Bisnis.com, JAKARTA – Industri furnitur domestik masih tertekan seiring permintaan ekspor yang masih lesu. Berdasarkan data asosiasi, permintaan ekspor hanya sekitar 30-50 persen dari volume normal.
Ketua Umum Himpunan Industri Mebel dan Kerajinan Indonesia (HIMKI) Abdul Sobur menuturkan kinerja ekspor industri furnitur secara keseluruhan masih belum menunjukan pertumbuhan normal.
Berdasarkan catatan HIMKI, Abdul menuturkan nilai rata-rata permintaan dari luar negeri di sektor furnitur masih berkisar antara 30-50 persen.
Meskipun demikian, menurutnya, beberapa perusahaan di sektor ini sudah ada yang menerima pesanan dari luar negeri dengan jumlah yang normal.
“Nilainya rata-rata masih jauh di bawah tahun lalu yakni masih di kisaran 30-50 persen, walaupun memang ada perusahaan yang ordernya sudah mulai kembali normal,” tutur Abdul kepada Bisnis pada Rabu (12/7/2023).
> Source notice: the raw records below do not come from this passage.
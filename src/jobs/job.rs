//! Job records and the job state machine.
//!
//! A job is created when content is uploaded and keyed by the upload's
//! content id. Its full state is overwritten in the jobs KV bucket on every
//! transition; there are no partial updates, so the latest KV value is always
//! the complete truth about a job.

use crate::types::JobId;
use chrono::{DateTime, Utc};
use serde::{Deserialize, Serialize};

/// Lifecycle status of a job.
///
/// `Pending -> InProgress -> {Done, Error}`. Both terminal states are final;
/// nothing transitions out of them.
#[derive(Debug, Clone, Copy, PartialEq, Eq, Serialize, Deserialize)]
#[serde(rename_all = "snake_case")]
pub enum JobStatus {
    Pending,
    InProgress,
    Done,
    Error,
}

impl JobStatus {
    pub fn is_terminal(&self) -> bool {
        matches!(self, JobStatus::Done | JobStatus::Error)
    }
}

impl std::fmt::Display for JobStatus {
    fn fmt(&self, f: &mut std::fmt::Formatter<'_>) -> std::fmt::Result {
        let s = match self {
            JobStatus::Pending => "pending",
            JobStatus::InProgress => "in_progress",
            JobStatus::Done => "done",
            JobStatus::Error => "error",
        };
        write!(f, "{}", s)
    }
}

/// What kind of work a job carries. A closed set, matched explicitly; an
/// unrecognized tag fails deserialization and is dropped as poison at the
/// queue edge.
#[derive(Debug, Clone, PartialEq, Serialize, Deserialize)]
#[serde(tag = "type", rename_all = "snake_case")]
pub enum JobPayload {
    Transcode(TranscodeSpec),
}

/// Parameters for a transcode job.
#[derive(Debug, Clone, PartialEq, Serialize, Deserialize)]
pub struct TranscodeSpec {
    /// Original filename as uploaded, kept for diagnostics only.
    pub filename: String,
}

/// Media metadata probed from the source before transcoding.
#[derive(Debug, Clone, PartialEq, Serialize, Deserialize)]
pub struct MediaInfo {
    pub format: String,
    pub duration_secs: f64,
}

/// One job record, persisted whole on every mutation.
#[derive(Debug, Clone, PartialEq, Serialize, Deserialize)]
pub struct Job {
    pub id: JobId,
    pub payload: JobPayload,
    pub status: JobStatus,

    pub created_at: DateTime<Utc>,
    #[serde(skip_serializing_if = "Option::is_none", default)]
    pub started_at: Option<DateTime<Utc>>,
    #[serde(skip_serializing_if = "Option::is_none", default)]
    pub finished_at: Option<DateTime<Utc>>,

    /// Key of the staged source in the temp store.
    pub source_key: String,

    /// Result artifact names in the temp store, filled on `Done`.
    #[serde(default)]
    pub artifacts: Vec<String>,

    /// Which worker claimed the job.
    #[serde(skip_serializing_if = "Option::is_none", default)]
    pub worker: Option<String>,

    /// Terminal error message, set only with status `Error`.
    #[serde(skip_serializing_if = "Option::is_none", default)]
    pub error: Option<String>,

    /// Fractional transcode progress in [0, 1], updated while in progress.
    #[serde(default)]
    pub progress: f64,

    #[serde(skip_serializing_if = "Option::is_none", default)]
    pub media_info: Option<MediaInfo>,
}

impl Job {
    /// A fresh pending job for content staged at `source_key`.
    pub fn new(id: JobId, payload: JobPayload, source_key: impl Into<String>) -> Self {
        Self {
            id,
            payload,
            status: JobStatus::Pending,
            created_at: Utc::now(),
            started_at: None,
            finished_at: None,
            source_key: source_key.into(),
            artifacts: Vec::new(),
            worker: None,
            error: None,
            progress: 0.0,
            media_info: None,
        }
    }

    /// Claim the job for a worker: `Pending -> InProgress`.
    pub fn claim(&mut self, worker: impl Into<String>) {
        self.status = JobStatus::InProgress;
        self.worker = Some(worker.into());
        self.started_at = Some(Utc::now());
    }

    /// Terminal success with the produced artifact names.
    pub fn complete(&mut self, artifacts: Vec<String>) {
        self.status = JobStatus::Done;
        self.artifacts = artifacts;
        self.progress = 1.0;
        self.error = None;
        self.finished_at = Some(Utc::now());
    }

    /// Terminal failure. The error message is part of the record.
    pub fn fail(&mut self, error: impl Into<String>) {
        self.status = JobStatus::Error;
        self.error = Some(error.into());
        self.finished_at = Some(Utc::now());
    }
}

#[cfg(test)]
mod tests {
    use super::*;
    use crate::types::ContentId;

    fn sample_job() -> Job {
        let id = ContentId::generate();
        let source_key = id.as_str().to_string();
        Job::new(
            id,
            JobPayload::Transcode(TranscodeSpec {
                filename: "song.wav".to_string(),
            }),
            source_key,
        )
    }

    #[test]
    fn test_new_job_is_pending() {
        let job = sample_job();
        assert_eq!(job.status, JobStatus::Pending);
        assert!(job.started_at.is_none());
        assert!(job.worker.is_none());
    }

    #[test]
    fn test_claim_then_complete() {
        let mut job = sample_job();
        job.claim("worker-0");
        assert_eq!(job.status, JobStatus::InProgress);
        assert!(job.started_at.is_some());

        job.complete(vec![format!("{}_result", job.id)]);
        assert_eq!(job.status, JobStatus::Done);
        assert!(job.status.is_terminal());
        assert_eq!(job.progress, 1.0);
        assert!(job.finished_at.is_some());
    }

    #[test]
    fn test_fail_records_message_and_finish_time() {
        let mut job = sample_job();
        job.claim("worker-0");
        job.fail("unsupported codec");
        assert_eq!(job.status, JobStatus::Error);
        assert_eq!(job.error.as_deref(), Some("unsupported codec"));
        assert!(job.finished_at.is_some());
    }

    #[test]
    fn test_status_serializes_snake_case() {
        let json = serde_json::to_string(&JobStatus::InProgress).unwrap();
        assert_eq!(json, "\"in_progress\"");
    }

    #[test]
    fn test_job_roundtrips_through_json() {
        let mut job = sample_job();
        job.claim("worker-1");
        job.media_info = Some(MediaInfo {
            format: "wav".to_string(),
            duration_secs: 12.5,
        });

        let bytes = serde_json::to_vec(&job).unwrap();
        let back: Job = serde_json::from_slice(&bytes).unwrap();
        assert_eq!(back.id, job.id);
        assert_eq!(back.status, JobStatus::InProgress);
        assert_eq!(back.media_info, job.media_info);
    }
}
Namun Abdul juga tidak menampik bahwa mayoritas perusahaan furnitur masih kehilangan order ekspor. “Bahkan catatan Bank Indonesia, sepanjang Januari hingga April 2023 secara kumulatif ekspor produk furnitur turun hingga minus 38 persen menjadi US$618 juta dimana pada periode yang sama tahun sebelumnya sempat mencapai US$995 juta,” tutur Abdul.
Baca Juga
Hal ini sesuai dengan data Badan Pusat Statistik (BPS) mengenai produk domestik bruto (PDB) atas dasar harga konstan (ADHK), industri furnitur pada kuartal I/2023 tercatat menurun sebesar 8,3 persen dibandingkan dengan periode yang sama tahun sebelumnya (year on year/yoy).
Pada kuartal I/2023 PDB ADHK sektor ini mencapai Rp6,99 triliun, sedangkan pada kuartal I/2022 sektor ini mencatatkan PDB ADHK sebesar Rp7,63 triliun.
Dalam catatan Bisnis pada Kamis (12/1/2023), Abdul memproyeksikan pertumbuhan industri furnitur capai 6 hingga 8 persen tahun ini, dengan geliat kinerja yang akan dimulai pada kuartal II/2023.
Hal ini dikarenakan menurutnya, pada kuartal I/2023 industri yang digawanginya itu masih menghadapi pelemahan ekspor dari negara-negara langganan akibat ketidakstabilan geopolitik.